August 05, 2004

In Search of the Educational Wiki Killer App

Alan Levine, whose cogdogblog is always hipdeep in cutting edge technology applications for higher ed, asks the question:Where the Wikis Are or Where Are the Wikis?.

Indeed. Blogs are hot now, but wikis are still a hard sell. This is especially true in the K-12 world where everyone imagines that kids will revert to Lord-of-the-Flies savagery when given the chance to edit everything. As I've bloviated previously, having a cool technology isn't enough. It has to be embedded in a learning structure that makes sense and wrapped a task that couldn't be accomplished easily any other way.

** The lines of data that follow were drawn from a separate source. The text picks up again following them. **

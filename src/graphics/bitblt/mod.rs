//! BitBlt: rectangular raster copy between 1-bit bitmaps
//!
//! This is the Smalltalk-80 bit-block-transfer operator. A [`BitBlt`]
//! request names a destination bitmap, an optional source bitmap, an
//! optional halftone pattern, a [`CombinationRule`] and the geometry of the
//! transfer. [`BitBlt::copy_bits`] clips the geometry, computes a
//! [`BlitPlan`] and runs the word-at-a-time copy loop.
//!
//! # Example
//!
//! ```
//! use bitblt::graphics::{BitBlt, Bitmap, CombinationRule, Extent, Point};
//!
//! let mut screen = Bitmap::zeroed(16, 16).unwrap();
//! let mut brush = Bitmap::zeroed(8, 8).unwrap();
//! brush.fill(true);
//!
//! let touched = BitBlt::new(&mut screen)
//!     .with_source(&brush)
//!     .with_rule(CombinationRule::STORE)
//!     .with_dest_origin(Point::new(4, 4))
//!     .with_extent(Extent::new(8, 8))
//!     .copy_bits()
//!     .unwrap();
//!
//! assert!(touched.is_some());
//! assert!(screen.test(4, 4).unwrap());
//! assert!(!screen.test(12, 4).unwrap());
//! ```
//!
//! A source that is the destination itself is requested with
//! [`BitBlt::with_source_from_destination`]; the plan then picks a
//! traversal order under which overlapping regions copy as if they were
//! separate buffers.

mod copy_loop;
pub mod plan;
pub mod rule;

pub use plan::{
    BlitGeometry, BlitPlan, ClippedRegion, Direction, EdgeMasks, Layout, SourceLayout, ALL_ONES,
};
pub use rule::CombinationRule;

use crate::graphics::bitmap::{Bitmap, BitmapError};
use crate::graphics::geometry::{Extent, Point, Rect};

use copy_loop::SourceWords;

/// Errors related to BitBlt requests
#[derive(Debug, Clone, PartialEq, Eq, thiserror::Error)]
pub enum BitBltError {
    #[error("Invalid combination rule: {0} (expected 0..=15)")]
    InvalidRule(i32),

    #[error(transparent)]
    Bitmap(#[from] BitmapError),
}

/// Where a BitBlt reads its source bits from.
#[derive(Debug, Clone, Default)]
pub enum SourceBits<'a> {
    /// No source: every source bit is set, so the halftone and rule alone
    /// decide what gets painted.
    #[default]
    Absent,
    /// A separate bitmap.
    Bitmap(Bitmap<&'a [u8]>),
    /// The destination bitmap itself (in-place copy, may overlap).
    Destination,
}

/// A single BitBlt request.
///
/// Fields are public; the `with_*` methods are shorthand for setting them.
/// [`BitBlt::new`] starts with no source, no halftone, the
/// [`CombinationRule::STORE`] rule, both origins at (0, 0), and the extent
/// and clip rectangle covering the whole destination.
#[derive(Debug)]
pub struct BitBlt<'a> {
    pub dest: Bitmap<&'a mut [u8]>,
    pub source: SourceBits<'a>,
    /// Pattern ANDed into every source word; absent means all ones
    pub halftone: Option<Bitmap<&'a [u8]>>,
    pub rule: CombinationRule,
    pub dest_origin: Point,
    pub source_origin: Point,
    pub extent: Extent,
    pub clip: Rect,
}

impl<'a> BitBlt<'a> {
    pub fn new<B: AsRef<[u8]> + AsMut<[u8]>>(dest: &'a mut Bitmap<B>) -> Self {
        let dest = dest.as_view_mut();
        let bounds = dest.bounds();
        Self {
            dest,
            source: SourceBits::Absent,
            halftone: None,
            rule: CombinationRule::STORE,
            dest_origin: Point::origin(),
            source_origin: Point::origin(),
            extent: bounds.extent,
            clip: bounds,
        }
    }

    pub fn with_source<B: AsRef<[u8]>>(mut self, source: &'a Bitmap<B>) -> Self {
        self.source = SourceBits::Bitmap(source.as_view());
        self
    }

    /// Read the source from the destination bitmap.
    pub fn with_source_from_destination(mut self) -> Self {
        self.source = SourceBits::Destination;
        self
    }

    pub fn with_halftone<B: AsRef<[u8]>>(mut self, halftone: &'a Bitmap<B>) -> Self {
        self.halftone = Some(halftone.as_view());
        self
    }

    pub fn with_rule(mut self, rule: CombinationRule) -> Self {
        self.rule = rule;
        self
    }

    pub fn with_dest_origin(mut self, origin: Point) -> Self {
        self.dest_origin = origin;
        self
    }

    pub fn with_source_origin(mut self, origin: Point) -> Self {
        self.source_origin = origin;
        self
    }

    pub fn with_extent(mut self, extent: Extent) -> Self {
        self.extent = extent;
        self
    }

    pub fn with_clip(mut self, clip: Rect) -> Self {
        self.clip = clip;
        self
    }

    pub fn geometry(&self) -> BlitGeometry {
        BlitGeometry {
            dest_origin: self.dest_origin,
            source_origin: self.source_origin,
            extent: self.extent,
            clip: self.clip,
        }
    }

    /// Compute the execution plan without running it.
    ///
    /// `None` means the request clips to nothing.
    pub fn plan(&self) -> Option<BlitPlan> {
        let source = match &self.source {
            SourceBits::Absent => SourceLayout::Absent,
            SourceBits::Bitmap(bitmap) => SourceLayout::Separate(Layout::of(bitmap)),
            SourceBits::Destination => SourceLayout::Aliased,
        };
        BlitPlan::new(&self.geometry(), Layout::of(&self.dest), source)
    }

    /// Perform the transfer.
    ///
    /// Returns the destination rectangle that was written, or `None` when
    /// clipping left nothing to do. Only the destination is modified, and
    /// only inside that rectangle.
    pub fn copy_bits(mut self) -> Result<Option<Rect>, BitBltError> {
        let Some(plan) = self.plan() else {
            log::debug!("copy_bits: request clipped to nothing: {:?}", self.geometry());
            return Ok(None);
        };
        log::trace!("copy_bits: rule {} plan {:?}", self.rule, plan);

        let source = match &self.source {
            SourceBits::Absent => SourceWords::Absent,
            SourceBits::Bitmap(bitmap) => SourceWords::Separate(bitmap.bytes()),
            SourceBits::Destination => SourceWords::Aliased,
        };
        copy_loop::run(
            &plan,
            self.rule,
            source,
            self.halftone.as_ref(),
            self.dest.bytes_mut(),
        )?;

        Ok(Some(plan.region.dest_rect()))
    }
}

Wiki-based WebQuests are just one possibility. Shelly Peretz has already taken that ball and run with it by creating APBioWikiWebQuest. Are there other WikiWebQuests? Other entirely different applications that carry their weight in education? This is an interesting problem to work on.

3 Comments:

At 10:22 PM, unique_stephen said...

But i'm still looking for just the right wiki to introduce into a university.

 
At 9:01 AM, Lamericaana said...

I used Jotspot last semester in an ESL course at the University of Padua where I teach. It wasn't great for several reasons (no sandbox, no automatic linking of wiki-words, limited number of users, etc.) but as far as the wiki experience is concerned it was great. Wikis have a lot of potential for encouraging students to write collaboratively and are well adapted to peer review activities at higher levels in teaching a foreign language. Students enjoyed it and so did I. Other possible softwares are Peanut Butter and Writely (now, finally open after having been bought by Google) or the other option is to download a free wiki software like moinsmoins. I also used blogs but they serve different purposes. I think there is a grand future for wikis in education, especially ESL!

 
At 5:33 PM, Carolyn Foote said...

We have done several projects with wikis and I think any are useable at the university level.

PBwiki is fast and easy to learn and has a comments feature as well.

We did a project with wetpaint that worked very well also, other than a few technical glitches.

I have heard that DoKuWiki is excellent for downloading and building your own site.